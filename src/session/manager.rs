// Copyright (c) 2025 Fabstir
// SPDX-License-Identifier: BUSL-1.1
// Session registry

use std::collections::HashMap;
use std::sync::Arc;
use tokio::sync::RwLock;
use tracing::info;

use super::{ChatSession, SessionError};
use crate::embeddings::EmbeddingService;
use crate::storage::{validate_key, DocumentStore, KeyValueStore};

/// Creates sessions on first use and keeps them until removed
///
/// New sessions wait for the embedding model, then rebuild their index from
/// any pages already stored for them.
pub struct SessionManager {
    sessions: RwLock<HashMap<String, Arc<ChatSession>>>,
    embeddings: EmbeddingService,
    store: Arc<dyn KeyValueStore>,
    concurrency: usize,
}

impl SessionManager {
    pub fn new(
        embeddings: EmbeddingService,
        store: Arc<dyn KeyValueStore>,
        concurrency: usize,
    ) -> Self {
        Self {
            sessions: RwLock::new(HashMap::new()),
            embeddings,
            store,
            concurrency,
        }
    }

    pub fn embeddings(&self) -> &EmbeddingService {
        &self.embeddings
    }

    pub async fn get(&self, id: &str) -> Option<Arc<ChatSession>> {
        self.sessions.read().await.get(id).cloned()
    }

    pub async fn get_or_create(&self, id: &str) -> Result<Arc<ChatSession>, SessionError> {
        if let Some(session) = self.get(id).await {
            return Ok(session);
        }
        validate_key(id).map_err(|_| SessionError::InvalidId(id.to_string()))?;
        if id.contains('/') {
            return Err(SessionError::InvalidId(id.to_string()));
        }

        let embedder = self.embeddings.await_ready().await?;
        let documents = DocumentStore::scoped(self.store.clone(), &format!("sessions/{}", id))?;

        // Published only once its stored pages are indexed
        let session = Arc::new(ChatSession::new(id, embedder, self.concurrency, documents));
        session.restore().await?;

        let mut sessions = self.sessions.write().await;
        if let Some(existing) = sessions.get(id) {
            return Ok(existing.clone());
        }
        sessions.insert(id.to_string(), session.clone());
        drop(sessions);

        info!("Created session {}", id);
        Ok(session)
    }

    /// Drop the session and its stored pages
    pub async fn remove(&self, id: &str) -> Result<bool, SessionError> {
        let removed = self.sessions.write().await.remove(id);
        match removed {
            Some(session) => {
                session.clear_documents().await?;
                info!("Removed session {}", id);
                Ok(true)
            }
            None => Ok(false),
        }
    }

    pub async fn count(&self) -> usize {
        self.sessions.read().await.len()
    }
}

**Problem description:**
Copy out each line from the preceding entries that mentions the word "embedder".

**Answer for this exercise:**
        let embedder = self.embeddings.await_ready().await?;
        let session = Arc::new(ChatSession::new(id, embedder, self.concurrency, documents));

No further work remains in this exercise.